Installing TensorFlow on Your New Deep-Learning Rig

So, you’ve just built a beautiful new computing rig, equipped it with Linux and a high-performance GPU, and you’re eager to start training some neural nets. And after a few quick driver installations you’ll be up and running in no time, right?

If only it were so easy. In reality, installing the drivers you need to get started with TensorFlow and making everything work properly can be a long-winded quest, especially if you are new to Linux.  But that’s why I’ve written this walkthrough: to help save you the time and pain of having to jump through several flaming hoops yourself.  Below is a step-by-step account of how I set up TensorFlow on my own deep learning rig.

My deep-learning rig, featuring the NVIDIA GeForce GTX 1060.  Built on a budget, but effective!
My deep-learning rig, featuring the NVIDIA GeForce GTX 1060. Built on a budget, but effective!

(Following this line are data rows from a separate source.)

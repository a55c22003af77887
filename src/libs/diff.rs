use std::fmt;

use crate::libs::error::U4cError;
use crate::libs::experiment::Experiment;
use crate::libs::stat;

pub const DEFAULT_BIN_SIZE: u64 = 5_000;
pub const DEFAULT_MIN_COUNT: u64 = 30;
pub const DEFAULT_ALPHA: f64 = 0.05;

//----------------------------
// Query regions
//----------------------------

/// A genomic interval to test, 0-based half-open.
#[derive(Debug, Clone, PartialEq, Eq)]
pub struct QueryRegion {
    pub chr: String,
    pub start: u64,
    pub end: u64,
}

impl QueryRegion {
    pub fn new(chr: &str, start: u64, end: u64) -> Self {
        Self {
            chr: chr.to_string(),
            start,
            end,
        }
    }

    /// Resize to `width` bases centered on the current midpoint.
    pub fn resized(&self, width: u64) -> Self {
        let mid = (self.start + self.end) / 2;
        let start = mid.saturating_sub(width / 2);
        Self {
            chr: self.chr.clone(),
            start,
            end: start + width,
        }
    }
}

#[derive(Debug, Clone)]
pub struct DiffParams {
    /// Bin width when no explicit regions are supplied
    pub bin_size: u64,
    /// Explicit query regions instead of binning
    pub regions: Option<Vec<QueryRegion>>,
    /// Resize explicit regions to this fixed width around their midpoints
    pub fixed_width: Option<u64>,
    /// Regions with fewer combined raw counts are dropped before testing
    pub min_count: u64,
    /// Adjusted p-value threshold for significance
    pub alpha: f64,
}

impl Default for DiffParams {
    fn default() -> Self {
        Self {
            bin_size: DEFAULT_BIN_SIZE,
            regions: None,
            fixed_width: None,
            min_count: DEFAULT_MIN_COUNT,
            alpha: DEFAULT_ALPHA,
        }
    }
}

//----------------------------
// Results
//----------------------------

/// One tested region with its contingency counts and p-values.
#[derive(Debug, Clone)]
pub struct RegionTest {
    pub chr: String,
    pub start: u64,
    pub end: u64,
    /// Reference-group count in the region
    pub n1: u64,
    /// Reference-group total over the analysis region
    pub total1: u64,
    pub n2: u64,
    pub total2: u64,
    pub p_value: f64,
    pub p_adj: f64,
}

impl RegionTest {
    pub fn is_significant(&self, alpha: f64) -> bool {
        self.p_adj < alpha
    }
}

impl fmt::Display for RegionTest {
    fn fmt(&self, f: &mut fmt::Formatter) -> fmt::Result {
        writeln!(
            f,
            "{}\t{}\t{}\t{}\t{}\t{}\t{}\t{:.6e}\t{:.6e}",
            self.chr,
            self.start,
            self.end,
            self.n1,
            self.total1,
            self.n2,
            self.total2,
            self.p_value,
            self.p_adj
        )
    }
}

/// The differential-contact result of one Fisher/FDR call over two groups.
#[derive(Debug, Clone)]
pub struct DifferentialResult {
    pub reference: String,
    pub other: String,
    pub alpha: f64,
    pub tests: Vec<RegionTest>,
}

impl DifferentialResult {
    pub fn sort_by_position(&mut self) {
        self.tests
            .sort_by(|a, b| (a.chr.as_str(), a.start).cmp(&(b.chr.as_str(), b.start)));
    }

    pub fn sort_by_p_value(&mut self) {
        self.tests.sort_by(|a, b| a.p_value.total_cmp(&b.p_value));
    }

    pub fn significant(&self) -> impl Iterator<Item = &RegionTest> {
        self.tests.iter().filter(|t| t.is_significant(self.alpha))
    }
}

//----------------------------
// Testing
//----------------------------

/// Fisher-exact/FDR differential test between the two groups of `exp`.
///
/// Regions come from `params.regions` (resized when a fixed width is set,
/// silently dropped when entirely outside the analysis window) or from
/// binning the analysis region. Raw group counts feed the contingency
/// tables; BH correction runs across all raw p-values of this call.
pub fn fisher_test(exp: &Experiment, params: &DiffParams) -> Result<DifferentialResult, U4cError> {
    let groups = exp.groups();
    if groups.len() != 2 {
        let labels: Vec<&str> = groups.iter().map(|g| g.name.as_str()).collect();
        return Err(U4cError::Config(format!(
            "differential testing needs exactly 2 groups, key `{}` yields {} ({})",
            exp.group_by(),
            groups.len(),
            labels.join(", ")
        )));
    }

    let ref_idx = exp.reference();
    let other_idx = 1 - ref_idx;
    let reference = &groups[ref_idx];
    let other = &groups[other_idx];

    let (region_start, region_end) = exp.region();
    let chr = &exp.viewpoint().chr;

    let regions: Vec<QueryRegion> = match &params.regions {
        Some(list) => list
            .iter()
            .map(|r| match params.fixed_width {
                Some(width) => r.resized(width),
                None => r.clone(),
            })
            .filter(|r| r.chr == *chr && r.end > region_start && r.start < region_end)
            .collect(),
        None => {
            let mut bins = vec![];
            let mut start = region_start;
            while start < region_end {
                let end = (start + params.bin_size).min(region_end);
                bins.push(QueryRegion::new(chr, start, end));
                start = end;
            }
            bins
        }
    };

    let mids = exp.midpoints();
    let total1 = reference.raw_total();
    let total2 = other.raw_total();

    // per-region counts; low-support regions take no part in the FDR family
    let mut kept: Vec<(QueryRegion, u64, u64)> = vec![];
    for region in regions {
        let lo = mids.partition_point(|&m| m < region.start);
        let hi = mids.partition_point(|&m| m < region.end);
        let n1: u64 = reference.raw[lo..hi].iter().sum();
        let n2: u64 = other.raw[lo..hi].iter().sum();
        if n1 + n2 < params.min_count {
            continue;
        }
        kept.push((region, n1, n2));
    }
    if kept.is_empty() {
        return Err(U4cError::Empty(
            "no regions passed the low-count filter".to_string(),
        ));
    }

    let p_values: Vec<f64> = kept
        .iter()
        .map(|&(_, n1, n2)| stat::fisher_exact(n1, total1 - n1, n2, total2 - n2))
        .collect();
    let p_adj = stat::benjamini_hochberg(&p_values);

    let tests = kept
        .into_iter()
        .zip(p_values)
        .zip(p_adj)
        .map(|(((region, n1, n2), p_value), p_adj)| RegionTest {
            chr: region.chr,
            start: region.start,
            end: region.end,
            n1,
            total1,
            n2,
            total2,
            p_value,
            p_adj,
        })
        .collect();

    Ok(DifferentialResult {
        reference: reference.name.clone(),
        other: other.name.clone(),
        alpha: params.alpha,
        tests,
    })
}

#[cfg(test)]
mod tests {
    use super::*;
    use crate::libs::dedup::ContactRow;
    use crate::libs::experiment::{BuildParams, Viewpoint};
    use crate::libs::sample::SampleSheet;

    fn sheet(conditions: &[(&str, &str)]) -> SampleSheet {
        let mut text = String::from("sample\treplicate\tcondition\tfile\n");
        for (sample, condition) in conditions {
            text.push_str(&format!("{}\t1\t{}\t{}.tsv\n", sample, condition, sample));
        }
        SampleSheet::parse(&text).unwrap()
    }

    fn contact(start: u64, end: u64, count: u64) -> ContactRow {
        ContactRow {
            chr: "chr1".to_string(),
            start,
            end,
            count,
        }
    }

    fn two_group_experiment() -> Experiment {
        let sheet = sheet(&[("wt_1", "wt"), ("ko_1", "ko")]);
        let counts = vec![
            (
                "wt_1".to_string(),
                vec![contact(110_000, 111_000, 500), contact(150_000, 151_000, 500)],
            ),
            (
                "ko_1".to_string(),
                vec![contact(110_000, 111_000, 500), contact(150_000, 151_000, 500)],
            ),
        ];
        let viewpoint = Viewpoint::new("chr1", 100_000, 100_500).unwrap();
        Experiment::build(&sheet, &counts, &viewpoint, &BuildParams::default()).unwrap()
    }

    #[test]
    fn matched_proportions_p_near_one() {
        let exp = two_group_experiment();
        let result = fisher_test(&exp, &DiffParams::default()).unwrap();

        assert_eq!(result.tests.len(), 2);
        for test in &result.tests {
            assert!(test.p_value > 0.99);
            assert!(!test.is_significant(0.05));
        }
    }

    #[test]
    fn extreme_disjoint_counts_significant() {
        let sheet = sheet(&[("wt_1", "wt"), ("ko_1", "ko")]);
        let counts = vec![
            (
                "wt_1".to_string(),
                vec![contact(110_000, 111_000, 1_000)],
            ),
            (
                "ko_1".to_string(),
                vec![contact(150_000, 151_000, 1_000)],
            ),
        ];
        let viewpoint = Viewpoint::new("chr1", 100_000, 100_500).unwrap();
        let exp =
            Experiment::build(&sheet, &counts, &viewpoint, &BuildParams::default()).unwrap();
        let result = fisher_test(&exp, &DiffParams::default()).unwrap();

        assert_eq!(result.tests.len(), 2);
        for test in &result.tests {
            assert!(test.p_value < 1e-100);
            assert!(test.is_significant(0.05));
        }
    }

    #[test]
    fn three_groups_fail_with_config_error() {
        let sheet = sheet(&[("a_1", "a"), ("b_1", "b"), ("c_1", "c")]);
        let counts = vec![
            ("a_1".to_string(), vec![contact(110_000, 111_000, 100)]),
            ("b_1".to_string(), vec![contact(110_000, 111_000, 100)]),
            ("c_1".to_string(), vec![contact(110_000, 111_000, 100)]),
        ];
        let viewpoint = Viewpoint::new("chr1", 100_000, 100_500).unwrap();
        let exp =
            Experiment::build(&sheet, &counts, &viewpoint, &BuildParams::default()).unwrap();

        // the container stays fine for profiles; only the test refuses
        assert_eq!(exp.groups().len(), 3);
        let err = fisher_test(&exp, &DiffParams::default()).unwrap_err();
        match err {
            U4cError::Config(msg) => {
                assert!(msg.contains("a, b, c"));
            }
            other => panic!("expected Config error, got {:?}", other),
        }
    }

    #[test]
    fn out_of_window_region_dropped_silently() {
        let exp = two_group_experiment();
        let params = DiffParams {
            regions: Some(vec![
                QueryRegion::new("chr1", 110_000, 112_000),
                QueryRegion::new("chr1", 90_000_000, 90_001_000),
                QueryRegion::new("chr9", 110_000, 112_000),
            ]),
            ..Default::default()
        };
        let result = fisher_test(&exp, &params).unwrap();
        assert_eq!(result.tests.len(), 1);
        assert_eq!(result.tests[0].start, 110_000);
    }

    #[test]
    fn fixed_width_recenters_regions() {
        let exp = two_group_experiment();
        let params = DiffParams {
            regions: Some(vec![QueryRegion::new("chr1", 110_000, 111_000)]),
            fixed_width: Some(10_000),
            ..Default::default()
        };
        let result = fisher_test(&exp, &params).unwrap();
        assert_eq!(result.tests[0].start, 105_500);
        assert_eq!(result.tests[0].end, 115_500);
    }

    #[test]
    fn low_count_filter_drops_regions() {
        let exp = two_group_experiment();
        let params = DiffParams {
            min_count: 1_200,
            ..Default::default()
        };
        // each populated bin holds 1000 combined counts, below the filter
        let err = fisher_test(&exp, &params).unwrap_err();
        assert!(matches!(err, U4cError::Empty(_)));
    }

    #[test]
    fn result_ordering() {
        let exp = two_group_experiment();
        let mut result = fisher_test(&exp, &DiffParams::default()).unwrap();

        result.sort_by_p_value();
        for w in result.tests.windows(2) {
            assert!(w[0].p_value <= w[1].p_value);
        }
        result.sort_by_position();
        for w in result.tests.windows(2) {
            assert!(w[0].start <= w[1].start);
        }
    }
}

Here are the software versions used in this guide:

  • Ubuntu 16.04 LTS
  • NVIDIA driver 390.25
  • CUDA 9.0
  • cuDNN 7.04
  • TensorFlow 1.6.0

By the time you’re reading this, one or more of these will have been superseded by a new update. But beware: the latest version of TensorFlow will not necessarily be compatible with the latest versions of CUDA and cuDNN. Irrespective of the version, if you’re having trouble with compatibility or installations, this walkthrough will help guide you to the promised land.  

What is TensorFlow?

TensorFlow is a deep learning API built by Google that allows you train neural networks on your powerful GPU, without needing to get your hands dirty with nitty-gritty C++. It provides quick and convenient tools for defining neural networks in Python and executing parallel computations using computational graphs, which represent operations on multi-dimensional arrays. It gives you access to powerful and time-saving community-developed tools, helps you make the most of your hardware, and will speed up your development process.

Before You Begin:

I’m assuming you’re starting with a fresh Ubuntu install. As a prerequisite, we’ll need to install some basic packages, as well as Python.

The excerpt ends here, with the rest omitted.